Фон Мейден досадливо махнул рукой.

- Удивляюсь я вам, русским. Вам, прошедшим через горнило революции, меньше всего к лицу подобная беззаботность! А вы говорите так, точно сами являетесь автором этой статьи…

Горяинов пожал плечами и загадочно улыбнулся. Дагмара воспользовалась наступившей паузой и встала.

- Господин советник, я к вам зашла по делу. Может быть, вам случайно известно…- она на минуту замялась.- Видите ли, я хотела бы знать, что случилось с русским инженером, работавшим в лаборатории отца… Вы как должностное лицо, вероятно, в курсе дела… Его фамилия Дерюгин, Александр Дерюгин…

Фон Мейден круто повернулся, и лицо его, только что полное тревоги и негодования, вдруг замкнулось в холодном недоумении.

- Я удивляюсь, фрейлен, вашему вопросу. Судьба господина Дерюгина меня нимало не интересует, она зависит от решения военного суда,-вот все, что я могу сказать. Грустно, что приходится слышать имя этого человека из уст дочери профессора Флиднера. И должен вас предупредить, фрейлен, что за последнее время имелось и без того много оснований для весьма странных предположений по отношению к вам… Только из уважения к памяти вашего покойного отца на это закрывали глаза…

Лицо девушки залилось пурпуром.

- Я не просила об этой милости,- произнесла она холодно, направляясь к выходу.

Фон Мейден не тронулся с места и только угрюмым, взглядом медленно проводил ее до двери.

Горяинов слегка поклонился, но не сказал ни слова.

На улице Дагмара в нерешительности остановилась, не зная, что предпринять дальше… Чья-то рука легла на ее плечо. Она обернулась. Перед нею стоял высокий старик с лицом утомленного Мефистофеля, бывший только что в кабинете у фон Мейдена.

- Милая барышня,- заговорил он задушевным голосом,- я имел честь быть… почти другом покойного профессора Флиднера и мне хотелось бы в мере сил моих оказаться полезным его дочери… Наступают тяжелые дни, и вы в этой сумятице должны чувствовать себя страшно одинокой. Дагмара порывисто схватила протянутую ей руку.

- О, если бы вы знали,- вырвалось у нее почти стоном,- я точно в лесу заблудилась в бурную ночь…

- Да, да, милая барышня, идет гроза, и жутко быть человеку одному. Но разве ваш брат…

- О нем я не хочу говорить,- остановила Горяинова девушка,- у него я встретила поддержки не больше, чем сейчас там, наверху.

Она кивнула в сторону ратуши. Горяинов покачал головою.

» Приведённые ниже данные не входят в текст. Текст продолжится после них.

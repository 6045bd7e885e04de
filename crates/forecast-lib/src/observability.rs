//! Observability for the forecasting pipeline
//!
//! Provides:
//! - Prometheus metrics on a per-instance registry, exported as a textfile
//! - Structured logging of pipeline events with tracing

use crate::models::{ModelCandidate, SarimaOrder, TimeWindow};
use prometheus::{
    Encoder, GaugeVec, HistogramOpts, HistogramVec, IntCounterVec, IntGaugeVec, Opts, Registry,
    TextEncoder,
};
use tracing::{debug, info, warn};

/// Histogram buckets for stage durations (in seconds)
const STAGE_BUCKETS: &[f64] = &[0.01, 0.05, 0.1, 0.5, 1.0, 5.0, 15.0, 60.0, 300.0, 900.0];

/// Pipeline metrics for one invocation
///
/// Clones share the same underlying registry.
#[derive(Clone)]
pub struct PipelineMetrics {
    registry: Registry,
    stage_duration_seconds: HistogramVec,
    stage_failures: IntCounterVec,
    candidates: IntCounterVec,
    last_success_timestamp: GaugeVec,
    forecast_peak_upper: GaugeVec,
    run_status: IntGaugeVec,
}

impl PipelineMetrics {
    pub fn new() -> prometheus::Result<Self> {
        let registry = Registry::new();

        let stage_duration_seconds = HistogramVec::new(
            HistogramOpts::new(
                "forecast_stage_duration_seconds",
                "Time spent in each pipeline stage",
            )
            .buckets(STAGE_BUCKETS.to_vec()),
            &["stage"],
        )?;
        let stage_failures = IntCounterVec::new(
            Opts::new(
                "forecast_stage_failures_total",
                "Pipeline stage failures by error kind",
            ),
            &["stage", "kind"],
        )?;
        let candidates = IntCounterVec::new(
            Opts::new(
                "forecast_candidates_total",
                "Model candidates evaluated, by fit status",
            ),
            &["metric", "status"],
        )?;
        let last_success_timestamp = GaugeVec::new(
            Opts::new(
                "forecast_last_success_timestamp_seconds",
                "Unix time of the last forecast produced per metric",
            ),
            &["metric"],
        )?;
        let forecast_peak_upper = GaugeVec::new(
            Opts::new(
                "forecast_peak_upper_bound",
                "Highest upper prediction bound over the forecast horizon",
            ),
            &["metric"],
        )?;
        let run_status = IntGaugeVec::new(
            Opts::new(
                "forecast_run_status",
                "Status of the latest invocation (1 for the active status)",
            ),
            &["command", "status"],
        )?;

        registry.register(Box::new(stage_duration_seconds.clone()))?;
        registry.register(Box::new(stage_failures.clone()))?;
        registry.register(Box::new(candidates.clone()))?;
        registry.register(Box::new(last_success_timestamp.clone()))?;
        registry.register(Box::new(forecast_peak_upper.clone()))?;
        registry.register(Box::new(run_status.clone()))?;

        Ok(Self {
            registry,
            stage_duration_seconds,
            stage_failures,
            candidates,
            last_success_timestamp,
            forecast_peak_upper,
            run_status,
        })
    }

    pub fn observe_stage_duration(&self, stage: &str, duration_secs: f64) {
        self.stage_duration_seconds
            .with_label_values(&[stage])
            .observe(duration_secs);
    }

    pub fn inc_stage_failure(&self, stage: &str, kind: &str) {
        self.stage_failures.with_label_values(&[stage, kind]).inc();
    }

    pub fn inc_candidate(&self, metric: &str, status: &str) {
        self.candidates.with_label_values(&[metric, status]).inc();
    }

    pub fn record_forecast(&self, metric: &str, generated_at: i64, peak_upper: Option<f64>) {
        self.last_success_timestamp
            .with_label_values(&[metric])
            .set(generated_at as f64);
        if let Some(peak) = peak_upper {
            self.forecast_peak_upper.with_label_values(&[metric]).set(peak);
        }
    }

    pub fn set_run_status(&self, command: &str, status: &str) {
        self.run_status.reset();
        self.run_status.with_label_values(&[command, status]).set(1);
    }

    /// Encode the registry in the Prometheus text exposition format
    pub fn encode(&self) -> prometheus::Result<String> {
        let mut buffer = Vec::new();
        TextEncoder::new().encode(&self.registry.gather(), &mut buffer)?;
        String::from_utf8(buffer).map_err(|e| prometheus::Error::Msg(e.to_string()))
    }
}

/// Structured logger for pipeline events
///
/// Every event carries an `event` field and the run identifier.
#[derive(Clone)]
pub struct StructuredLogger {
    run_id: String,
}

impl StructuredLogger {
    pub fn new(run_id: impl Into<String>) -> Self {
        Self {
            run_id: run_id.into(),
        }
    }

    pub fn log_pipeline_started(&self, command: &str, metrics: &[String], window: TimeWindow) {
        info!(
            event = "pipeline_started",
            run_id = %self.run_id,
            command = %command,
            metrics = ?metrics,
            window_start = window.start,
            window_end = window.end,
            "Forecasting pipeline started"
        );
    }

    pub fn log_stage_started(&self, metric: &str, stage: &str) {
        info!(
            event = "stage_started",
            run_id = %self.run_id,
            metric = %metric,
            stage = %stage,
            "Stage started"
        );
    }

    pub fn log_stage_failed(&self, metric: &str, stage: &str, kind: &str, reason: &str) {
        warn!(
            event = "stage_failed",
            run_id = %self.run_id,
            metric = %metric,
            stage = %stage,
            error_kind = %kind,
            reason = %reason,
            "Stage failed"
        );
    }

    pub fn log_candidate_evaluated(&self, metric: &str, candidate: &ModelCandidate) {
        debug!(
            event = "candidate_evaluated",
            run_id = %self.run_id,
            metric = %metric,
            order = %candidate.order,
            status = %candidate.status.as_str(),
            aic = ?candidate.aic,
            bic = ?candidate.bic,
            iterations = candidate.iterations,
            "Candidate evaluated"
        );
    }

    pub fn log_model_selected(
        &self,
        metric: &str,
        version: &str,
        order: &SarimaOrder,
        aic: f64,
        bic: f64,
        evaluated: usize,
        converged: usize,
    ) {
        info!(
            event = "model_selected",
            run_id = %self.run_id,
            metric = %metric,
            model_version = %version,
            order = %order,
            aic = aic,
            bic = bic,
            candidates_evaluated = evaluated,
            candidates_converged = converged,
            "Selected model"
        );
    }

    pub fn log_forecast_generated(
        &self,
        metric: &str,
        model_version: &str,
        horizon: usize,
        peak_upper: Option<f64>,
    ) {
        info!(
            event = "forecast_generated",
            run_id = %self.run_id,
            metric = %metric,
            model_version = %model_version,
            horizon = horizon,
            peak_upper = ?peak_upper,
            "Generated forecast"
        );
    }

    pub fn log_run_completed(
        &self,
        metric: &str,
        state: &str,
        failed_stage: Option<&str>,
        error_kind: Option<&str>,
    ) {
        match error_kind {
            Some(kind) => warn!(
                event = "run_completed",
                run_id = %self.run_id,
                metric = %metric,
                state = %state,
                failed_stage = ?failed_stage,
                error_kind = %kind,
                "Metric pipeline failed"
            ),
            None => info!(
                event = "run_completed",
                run_id = %self.run_id,
                metric = %metric,
                state = %state,
                "Metric pipeline completed"
            ),
        }
    }

    pub fn log_pipeline_finished(
        &self,
        command: &str,
        status: &str,
        succeeded: usize,
        failed: usize,
        exit_code: i32,
    ) {
        info!(
            event = "pipeline_finished",
            run_id = %self.run_id,
            command = %command,
            status = %status,
            succeeded = succeeded,
            failed = failed,
            exit_code = exit_code,
            "Forecasting pipeline finished"
        );
    }
}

- Я так и думал. Это очень грустно, потому что, боюсь, хороших известий о господине Дерюгине я дать вам не смогу…

- Вы знаете, что с ним?

- За четверть часа до вашего прихода советник фон Мейдеы произнес передо мной целую филиппику по адресу злополучного соотечественника… Он сейчас - во Фридрихсгайнской тюрьме…

- Это я знаю уже от брата… Но как все случилось и что его ожидает?

- Арестован во время усмирения рабочих волнений в Моабите вместе с редактором «Rote Fahne», чуть ли не с оружием в руках, такова по крайней мере официальная версия.

Дагмара побледнела.

- Это грозит большими неприятностями?

- Боюсь, что да. Иностранный подданный и вдобавок русский, следовательно, a priori человек опасный… Задержан вооруженным на месте преступления… И затем военное положение.

- Значит, что же? - побелевшими губами почти шепотом спросила Дагмара.

- Я не хочу вас пугать, но положение серьезное. И что хуже всего очень трудно что-либо предпринять. Человек - единица, песчинка, бессилен перед сложной машиной, им самим созданной.

Видя искаженное болью лицо девушки, Горяинов вдруг остановился и сказал нерешительно:

- Пожалуй, одно я вам могу посоветовать. Попробуйте обратиться в советское посольство. Если они примут участие в судьбе соотечественника, то во всяком случае дело может затянуться, и будет выиграно время…

- А дальше?

- А дальше многое может случиться. Слышите?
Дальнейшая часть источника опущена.